◆ **To do**:
Pick out and copy every line below that has the word "overwrites".

Stored items
• • • • • • •

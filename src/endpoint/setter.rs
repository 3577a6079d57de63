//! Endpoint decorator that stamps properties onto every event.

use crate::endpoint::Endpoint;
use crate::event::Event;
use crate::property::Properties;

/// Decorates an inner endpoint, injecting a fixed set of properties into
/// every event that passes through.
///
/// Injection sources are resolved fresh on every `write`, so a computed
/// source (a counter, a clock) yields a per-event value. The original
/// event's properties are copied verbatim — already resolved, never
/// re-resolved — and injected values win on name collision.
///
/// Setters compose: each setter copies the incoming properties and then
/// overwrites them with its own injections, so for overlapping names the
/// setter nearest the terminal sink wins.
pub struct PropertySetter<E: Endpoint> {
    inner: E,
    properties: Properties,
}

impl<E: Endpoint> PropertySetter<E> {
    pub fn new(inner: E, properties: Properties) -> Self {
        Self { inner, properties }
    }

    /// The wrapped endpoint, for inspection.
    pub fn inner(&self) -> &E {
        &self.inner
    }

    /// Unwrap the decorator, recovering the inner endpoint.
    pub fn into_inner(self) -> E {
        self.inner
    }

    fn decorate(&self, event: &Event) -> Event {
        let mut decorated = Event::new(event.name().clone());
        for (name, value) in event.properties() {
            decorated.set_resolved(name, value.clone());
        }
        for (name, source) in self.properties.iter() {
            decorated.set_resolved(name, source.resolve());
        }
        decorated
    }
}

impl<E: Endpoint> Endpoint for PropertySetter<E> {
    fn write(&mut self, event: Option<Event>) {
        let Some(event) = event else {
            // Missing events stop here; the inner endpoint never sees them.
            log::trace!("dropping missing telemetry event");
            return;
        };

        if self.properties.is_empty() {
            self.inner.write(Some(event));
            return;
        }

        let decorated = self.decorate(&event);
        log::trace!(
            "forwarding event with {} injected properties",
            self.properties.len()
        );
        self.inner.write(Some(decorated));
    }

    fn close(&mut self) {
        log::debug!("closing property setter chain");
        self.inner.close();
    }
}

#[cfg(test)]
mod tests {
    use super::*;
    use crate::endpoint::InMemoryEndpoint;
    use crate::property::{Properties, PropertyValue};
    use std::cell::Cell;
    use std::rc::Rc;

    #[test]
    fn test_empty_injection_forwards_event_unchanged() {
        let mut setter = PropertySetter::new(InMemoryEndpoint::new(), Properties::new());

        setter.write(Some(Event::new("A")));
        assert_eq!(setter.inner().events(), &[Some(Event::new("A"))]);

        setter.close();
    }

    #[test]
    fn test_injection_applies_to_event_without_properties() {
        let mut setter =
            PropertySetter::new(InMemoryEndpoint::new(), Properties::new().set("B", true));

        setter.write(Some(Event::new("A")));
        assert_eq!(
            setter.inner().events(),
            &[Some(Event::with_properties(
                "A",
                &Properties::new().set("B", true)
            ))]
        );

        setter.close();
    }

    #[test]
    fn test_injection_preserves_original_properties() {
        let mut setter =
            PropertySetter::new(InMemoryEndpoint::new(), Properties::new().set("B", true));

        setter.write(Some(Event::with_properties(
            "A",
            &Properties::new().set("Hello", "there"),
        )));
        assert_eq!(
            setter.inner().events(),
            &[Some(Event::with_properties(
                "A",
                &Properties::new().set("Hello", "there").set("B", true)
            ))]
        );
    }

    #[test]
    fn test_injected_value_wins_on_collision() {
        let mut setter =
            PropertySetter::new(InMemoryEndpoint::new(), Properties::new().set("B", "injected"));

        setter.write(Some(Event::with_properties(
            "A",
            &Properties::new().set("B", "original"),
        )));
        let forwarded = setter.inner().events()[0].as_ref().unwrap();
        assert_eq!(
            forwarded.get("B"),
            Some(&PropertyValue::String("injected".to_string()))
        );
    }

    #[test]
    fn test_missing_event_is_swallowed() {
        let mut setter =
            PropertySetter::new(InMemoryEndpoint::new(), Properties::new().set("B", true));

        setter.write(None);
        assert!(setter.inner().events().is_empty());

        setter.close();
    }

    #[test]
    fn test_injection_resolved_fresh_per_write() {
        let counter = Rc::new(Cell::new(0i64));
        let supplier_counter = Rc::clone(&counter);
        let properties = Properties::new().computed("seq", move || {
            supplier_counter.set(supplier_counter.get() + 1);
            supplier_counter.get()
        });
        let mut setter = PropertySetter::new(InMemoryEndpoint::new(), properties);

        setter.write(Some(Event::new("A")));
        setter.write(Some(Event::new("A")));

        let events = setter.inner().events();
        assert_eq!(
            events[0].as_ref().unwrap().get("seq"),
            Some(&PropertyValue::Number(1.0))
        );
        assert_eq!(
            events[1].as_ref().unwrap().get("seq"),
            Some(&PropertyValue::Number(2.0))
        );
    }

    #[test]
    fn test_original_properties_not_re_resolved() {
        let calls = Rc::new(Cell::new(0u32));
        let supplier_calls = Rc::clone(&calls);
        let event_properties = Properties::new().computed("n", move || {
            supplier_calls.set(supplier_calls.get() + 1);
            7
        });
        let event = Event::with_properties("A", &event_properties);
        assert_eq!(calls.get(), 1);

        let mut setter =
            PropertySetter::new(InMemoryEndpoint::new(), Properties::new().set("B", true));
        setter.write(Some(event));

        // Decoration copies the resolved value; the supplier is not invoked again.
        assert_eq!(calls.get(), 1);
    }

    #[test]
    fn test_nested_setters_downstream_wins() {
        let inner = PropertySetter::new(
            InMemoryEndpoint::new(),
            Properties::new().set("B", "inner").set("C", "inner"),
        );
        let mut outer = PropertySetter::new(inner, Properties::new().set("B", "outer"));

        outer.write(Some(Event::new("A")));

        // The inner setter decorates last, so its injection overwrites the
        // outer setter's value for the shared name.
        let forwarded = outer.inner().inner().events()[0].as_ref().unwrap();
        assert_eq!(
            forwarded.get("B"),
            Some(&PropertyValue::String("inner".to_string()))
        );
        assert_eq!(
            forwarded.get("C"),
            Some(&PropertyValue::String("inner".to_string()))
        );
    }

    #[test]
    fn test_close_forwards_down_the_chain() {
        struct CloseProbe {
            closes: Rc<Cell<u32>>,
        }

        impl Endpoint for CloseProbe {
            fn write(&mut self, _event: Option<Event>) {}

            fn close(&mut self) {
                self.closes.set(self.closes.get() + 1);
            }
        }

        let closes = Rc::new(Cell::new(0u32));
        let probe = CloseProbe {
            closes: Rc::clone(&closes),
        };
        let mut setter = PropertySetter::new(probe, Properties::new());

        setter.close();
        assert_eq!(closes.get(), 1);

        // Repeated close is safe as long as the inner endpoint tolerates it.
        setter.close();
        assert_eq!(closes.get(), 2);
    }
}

• • • • • • •

◆ **Exercise solution**:
/// overwrites them with its own injections, so for overlapping names the
        // The inner setter decorates last, so its injection overwrites the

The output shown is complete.